Aléjate

Tamaño de fuente: - +

Prólogo

Si él piensa que tengo que hacer lo que él quiera que se joda porque está equivocado.

Salgo al patio con pasos firmes, pero con el corazón acelerado y respiración irregular. Ellos están allí reunidos. Riendo.

El primero en verme es Harry, él frunce el ceño al verme. Sí, pendejo, soy yo.

William me mira de arriba abajo mientras me acerco a ellos. Harry se pone de pie y se acerca a mí con expresión ruda y juraría por su barbilla tensa que está apretando los dientes.

― ¿A dónde crees que vas? ―me pregunta con advertencia.

― ¿Me das las llaves del A7? ―digo en voz alta ignorando su pregunta. Él respira hondo y traga duro.

― Te pregunté...

― Como tú digas. ―le interrumpo dándome la vuelta, él me da un tirón y quedo frente a él otra vez. Lo miro a los ojos sin reflejar miedo. Por más que lo sienta. 

― Te pregunte qué a dónde demonios crees que vas. ―gruñe mirándome fijamente. Vamos, Grace. No te intimides por este pelele.

― Te pedí las llaves del A7 amablemente, Harry. ―mis palabras salen inocentemente dejando un leve rastro de desafío en mi tono.

― ¿Cómo quieres que te enseñe a no interrumpirme?

― Me lastimas... ―susurro con el corazón a mil.

― Hey, Harry, ¿Cómo te atreves a agarrar a una mujer así? ―le reclama Eduardo en forma de burla. Odio hacer el ridículo delante de las personas, pero... que se jodan.

― Es mejor que cierres la maldita boca. ―advierte él sin dejar de verme. No romperé el contacto visual. No lo romperé... oh, demonios.
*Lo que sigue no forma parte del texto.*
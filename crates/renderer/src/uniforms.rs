use bytemuck::{Pod, Zeroable};
use glam::Mat4;

/// CPU-side mirror of the particle shader's uniform block.
///
/// The layout matches the WGSL struct in `shaders/particles.wgsl` and must
/// observe std140-style alignment: the trailing pad keeps the struct a
/// multiple of 16 bytes.
#[repr(C, align(16))]
#[derive(Clone, Copy)]
pub(crate) struct FieldUniforms {
    pub view_proj: [[f32; 4]; 4],
    pub resolution: [f32; 2],
    pub color_intensity: f32,
    pub particle_size: f32,
    pub time: f32,
    pub _padding: [f32; 3],
}

unsafe impl Zeroable for FieldUniforms {}
unsafe impl Pod for FieldUniforms {}

impl FieldUniforms {
    /// Prepares a uniform block sized to the current surface.
    pub fn new(width: u32, height: u32, color_intensity: f32, particle_size: f32) -> Self {
        Self {
            view_proj: Mat4::IDENTITY.to_cols_array_2d(),
            resolution: [width as f32, height as f32],
            color_intensity,
            particle_size,
            time: 0.0,
            _padding: [0.0; 3],
        }
    }

    /// Writes the current render extent in device pixels.
    pub fn set_resolution(&mut self, width: f32, height: f32) {
        self.resolution = [width, height];
    }

    pub fn set_view_proj(&mut self, view_proj: Mat4) {
        self.view_proj = view_proj.to_cols_array_2d();
    }

    pub fn set_particle_size(&mut self, size: f32) {
        self.particle_size = size;
    }

    pub fn set_time(&mut self, seconds: f32) {
        self.time = seconds;
    }
}

#[cfg(test)]
mod tests {
    use super::*;

    #[test]
    fn uniform_block_is_sixteen_byte_aligned() {
        assert_eq!(std::mem::size_of::<FieldUniforms>() % 16, 0);
        assert_eq!(std::mem::align_of::<FieldUniforms>(), 16);
    }

    #[test]
    fn resolution_tracks_render_extent() {
        let mut uniforms = FieldUniforms::new(1280, 720, 2.0, 0.5);
        assert_eq!(uniforms.resolution, [1280.0, 720.0]);
        uniforms.set_resolution(2560.0, 1440.0);
        assert_eq!(uniforms.resolution, [2560.0, 1440.0]);
    }
}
― Me iré de aquí. Ya sabes que pienso de los idiotas de tus amigos, no me caen bien y sin mal no recuerdo te lo advertí, pero a ti te importó muy poco. ―le explico casi sonando frustrada―. Ahora, suéltame.
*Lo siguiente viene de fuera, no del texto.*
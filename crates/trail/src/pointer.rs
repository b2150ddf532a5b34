use glam::{Mat4, Vec2, Vec3};

/// Converts a pointer position in screen pixels to normalized device
/// coordinates.
///
/// Screen-space Y grows downward while clip-space Y grows upward, hence
/// the sign flip on the second component.
pub fn ndc_from_screen(position: Vec2, viewport: Vec2) -> Vec2 {
    Vec2::new(
        (position.x / viewport.x) * 2.0 - 1.0,
        -((position.y / viewport.y) * 2.0 - 1.0),
    )
}

/// Maps a surface-local UV to displacement-buffer pixel space.
///
/// UV-space V grows bottom-to-top, buffer rows run top-to-bottom, hence
/// the `1 - v` flip.
pub fn uv_to_buffer(uv: Vec2, buffer_width: u32, buffer_height: u32) -> Vec2 {
    Vec2::new(
        uv.x * buffer_width as f32,
        (1.0 - uv.y) * buffer_height as f32,
    )
}

/// A world-space picking ray.
#[derive(Debug, Clone, Copy)]
pub struct Ray {
    pub origin: Vec3,
    pub direction: Vec3,
}

impl Ray {
    /// Unprojects an NDC point through the inverse view-projection matrix.
    ///
    /// Near (z = 0) and far (z = 1) clip-space points are pushed back into
    /// world space; the ray runs from the near point toward the far one.
    pub fn from_ndc(ndc: Vec2, inv_view_proj: &Mat4) -> Self {
        let near = inv_view_proj.project_point3(Vec3::new(ndc.x, ndc.y, 0.0));
        let far = inv_view_proj.project_point3(Vec3::new(ndc.x, ndc.y, 1.0));
        Self {
            origin: near,
            direction: (far - near).normalize_or_zero(),
        }
    }
}

/// Invisible raycast target sized to the active image.
///
/// A planar rectangle on the z = 0 plane, centered at the origin, spanning
/// `width` x `height` design units. It is never rendered; its only job is
/// to translate picking rays into surface UVs.
#[derive(Debug, Clone, Copy, PartialEq)]
pub struct ReferenceSurface {
    width: f32,
    height: f32,
}

impl ReferenceSurface {
    pub fn new(width: f32, height: f32) -> Self {
        Self { width, height }
    }

    pub fn width(&self) -> f32 {
        self.width
    }

    pub fn height(&self) -> f32 {
        self.height
    }

    /// Intersects a ray with the surface rectangle.
    ///
    /// Returns the surface UV in [0,1]x[0,1] on a hit. A miss (parallel
    /// ray, intersection behind the origin, or a hit outside the
    /// rectangle) returns `None`; callers treat that as a normal outcome
    /// and leave the cursor untouched.
    pub fn intersect(&self, ray: &Ray) -> Option<Vec2> {
        if ray.direction.z.abs() <= f32::EPSILON {
            return None;
        }
        let t = -ray.origin.z / ray.direction.z;
        if t < 0.0 {
            return None;
        }
        let hit = ray.origin + ray.direction * t;
        let u = hit.x / self.width + 0.5;
        let v = hit.y / self.height + 0.5;
        if !(0.0..=1.0).contains(&u) || !(0.0..=1.0).contains(&v) {
            return None;
        }
        Some(Vec2::new(u, v))
    }
}

#[cfg(test)]
mod tests {
    use super::*;

    fn viewer_inverse(eye_z: f32, aspect: f32) -> Mat4 {
        let view = Mat4::look_at_rh(Vec3::new(0.0, 0.0, eye_z), Vec3::ZERO, Vec3::Y);
        let proj = Mat4::perspective_rh(35.0_f32.to_radians(), aspect, 0.1, 100.0);
        (proj * view).inverse()
    }

    #[test]
    fn viewport_center_maps_to_ndc_origin() {
        let ndc = ndc_from_screen(Vec2::new(640.0, 360.0), Vec2::new(1280.0, 720.0));
        assert!(ndc.x.abs() < 1e-6);
        assert!(ndc.y.abs() < 1e-6);
    }

    #[test]
    fn screen_corners_map_to_ndc_extremes() {
        let viewport = Vec2::new(800.0, 600.0);
        let top_left = ndc_from_screen(Vec2::ZERO, viewport);
        assert_eq!(top_left, Vec2::new(-1.0, 1.0));
        let bottom_right = ndc_from_screen(viewport, viewport);
        assert_eq!(bottom_right, Vec2::new(1.0, -1.0));
    }

    #[test]
    fn center_ray_hits_surface_center() {
        let inv = viewer_inverse(18.0, 16.0 / 9.0);
        let ray = Ray::from_ndc(Vec2::ZERO, &inv);
        let surface = ReferenceSurface::new(16.0, 9.0);
        let uv = surface.intersect(&ray).expect("center ray must hit");
        assert!((uv.x - 0.5).abs() < 1e-4);
        assert!((uv.y - 0.5).abs() < 1e-4);
    }

    #[test]
    fn ray_outside_surface_misses() {
        let inv = viewer_inverse(18.0, 16.0 / 9.0);
        // Far off toward the upper-right corner of the viewport; the plane
        // only covers part of the frustum at this distance.
        let ray = Ray::from_ndc(Vec2::new(0.99, 0.99), &inv);
        let surface = ReferenceSurface::new(2.0, 2.0);
        assert!(surface.intersect(&ray).is_none());
    }

    #[test]
    fn parallel_ray_misses() {
        let ray = Ray {
            origin: Vec3::new(0.0, 0.0, 5.0),
            direction: Vec3::X,
        };
        let surface = ReferenceSurface::new(16.0, 9.0);
        assert!(surface.intersect(&ray).is_none());
    }

    #[test]
    fn intersection_behind_ray_misses() {
        let ray = Ray {
            origin: Vec3::new(0.0, 0.0, 5.0),
            direction: Vec3::Z,
        };
        let surface = ReferenceSurface::new(16.0, 9.0);
        assert!(surface.intersect(&ray).is_none());
    }

    #[test]
    fn buffer_mapping_inverts_v() {
        let top_left = uv_to_buffer(Vec2::new(0.0, 1.0), 256, 128);
        assert_eq!(top_left, Vec2::new(0.0, 0.0));
        let bottom_right = uv_to_buffer(Vec2::new(1.0, 0.0), 256, 128);
        assert_eq!(bottom_right, Vec2::new(256.0, 128.0));
        let center = uv_to_buffer(Vec2::new(0.5, 0.5), 256, 128);
        assert_eq!(center, Vec2::new(128.0, 64.0));
    }
}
― No te daré las llaves del Audi.

― Bien. ―le digo soltándome de un empellón―. No tengo porque hacerte caso si tú no respetas mis reglas. ―me doy la vuelta y sus amigos se ríen de él. ¡No puede exigirme nada si él no colabora conmigo!

Camino rápidamente hacia la casa y al sentir que viene pisándome los talones corro como una idiota hacia la puerta de la cochera.
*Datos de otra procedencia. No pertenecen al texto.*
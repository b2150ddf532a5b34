use std::fs;
use std::path::{Path, PathBuf};

use renderer::ImageEntry;
use serde::Deserialize;

#[derive(Debug, thiserror::Error)]
pub enum CatalogError {
    #[error("failed to read catalog at {path}: {source}")]
    Io {
        path: PathBuf,
        #[source]
        source: std::io::Error,
    },
    #[error("failed to parse catalog: {0}")]
    Parse(#[from] toml::de::Error),
    #[error("the catalog contains no images")]
    Empty,
}

#[derive(Debug, Deserialize)]
struct Manifest {
    #[serde(default, rename = "image")]
    images: Vec<ManifestImage>,
}

#[derive(Debug, Deserialize)]
struct ManifestImage {
    #[serde(default)]
    name: Option<String>,
    path: PathBuf,
}

/// Loads the ordered image catalog from a TOML manifest.
///
/// Relative image paths resolve against the manifest's directory, so a
/// catalog can travel with its images. Entries without a `name` fall back
/// to the file stem.
pub fn from_manifest(path: &Path) -> Result<Vec<ImageEntry>, CatalogError> {
    let text = fs::read_to_string(path).map_err(|source| CatalogError::Io {
        path: path.to_path_buf(),
        source,
    })?;
    let manifest: Manifest = toml::from_str(&text)?;
    if manifest.images.is_empty() {
        return Err(CatalogError::Empty);
    }

    let base = path.parent().unwrap_or_else(|| Path::new("."));
    let entries = manifest
        .images
        .into_iter()
        .enumerate()
        .map(|(index, image)| {
            let resolved = if image.path.is_absolute() {
                image.path
            } else {
                base.join(image.path)
            };
            ImageEntry {
                name: image
                    .name
                    .or_else(|| stem_name(&resolved))
                    .unwrap_or_else(|| format!("image-{}", index + 1)),
                path: resolved,
            }
        })
        .collect();
    Ok(entries)
}

/// Builds the catalog from bare CLI paths, named by file stem.
pub fn from_paths(paths: &[PathBuf]) -> Result<Vec<ImageEntry>, CatalogError> {
    if paths.is_empty() {
        return Err(CatalogError::Empty);
    }
    Ok(paths
        .iter()
        .enumerate()
        .map(|(index, path)| ImageEntry {
            name: stem_name(path).unwrap_or_else(|| format!("image-{}", index + 1)),
            path: path.clone(),
        })
        .collect())
}

fn stem_name(path: &Path) -> Option<String> {
    path.file_stem()
        .map(|stem| stem.to_string_lossy().into_owned())
}

#[cfg(test)]
mod tests {
    use super::*;

    #[test]
    fn manifest_entries_keep_order_and_names() {
        let manifest = r#"
            [[image]]
            name = "Godzilla"
            path = "/pictures/godzilla.png"

            [[image]]
            path = "/pictures/pacman.jpeg"
        "#;
        let parsed: Manifest = toml::from_str(manifest).unwrap();
        assert_eq!(parsed.images.len(), 2);
        assert_eq!(parsed.images[0].name.as_deref(), Some("Godzilla"));
        assert!(parsed.images[1].name.is_none());
    }

    #[test]
    fn bare_paths_are_named_by_stem() {
        let entries =
            from_paths(&[PathBuf::from("/pictures/jett-2.jpg"), PathBuf::from("x.png")]).unwrap();
        assert_eq!(entries[0].name, "jett-2");
        assert_eq!(entries[1].name, "x");
    }

    #[test]
    fn empty_path_list_is_rejected() {
        assert!(matches!(from_paths(&[]), Err(CatalogError::Empty)));
    }

    #[test]
    fn manifest_without_images_is_rejected() {
        let dir = tempfile::TempDir::new().unwrap();
        let path = dir.path().join("catalog.toml");
        fs::write(&path, "# no images\n").unwrap();
        assert!(matches!(from_manifest(&path), Err(CatalogError::Empty)));
    }

    #[test]
    fn relative_manifest_paths_resolve_against_the_manifest_dir() {
        let dir = tempfile::TempDir::new().unwrap();
        let path = dir.path().join("catalog.toml");
        fs::write(&path, "[[image]]\npath = \"pics/cat.png\"\n").unwrap();
        let entries = from_manifest(&path).unwrap();
        assert_eq!(entries[0].path, dir.path().join("pics/cat.png"));
        assert_eq!(entries[0].name, "cat");
    }
}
― ¡No corras, joder! ―grita detrás de mí.

― ¡Cállate! ―grito más alto que él.

― ¡Ven aquí, maldita sea!

Oh por Dios no me había dado cuenta lo mucho que me duele el cuerpo hasta ahora. Entro a la cochera y ahora ¿A dónde diablos voy?

Corro alrededor posicionándome en el lado opuesto del carro de Elena, él se detiene del otro lado con expresión furiosa.

― ¿En serio quieres jugar a este juego de jardín de infancia?

― No quiero jugar nada, simplemente vete con tus amigos. ―ladro y él se lanza hacia la derecha y yo devuelvo su movimiento corriendo hacia la parte delantera del coche. Cuando Harry se detiene yo también lo hago. Ahora él está en la parte trasera del coche y yo en el capó. Corazón no vayas tan rápido.

― Te dije que no me gusta que vengan hombres a esta casa. ―le reclamo entre dientes.

― Ya hemos hablado de eso.

― ¡Mis amigos no son como los tuyos! ―chillo indignada.

― Ellos no te harán nada mientras yo esté aquí.

― ¿Ah no? ¿Qué tal si todos ustedes se emborrachan? ―pregunto a la defensiva―. ¿Qué pasará conmigo?

― ¿Piensas que dejaré que...? ―él no termina la frase y sacude la cabeza―. ¿Por qué no confías en mí? ―parece herido.

― No me quedaré aquí con ellos.

― Grace. ―da un paso hacia la izquierda y yo también.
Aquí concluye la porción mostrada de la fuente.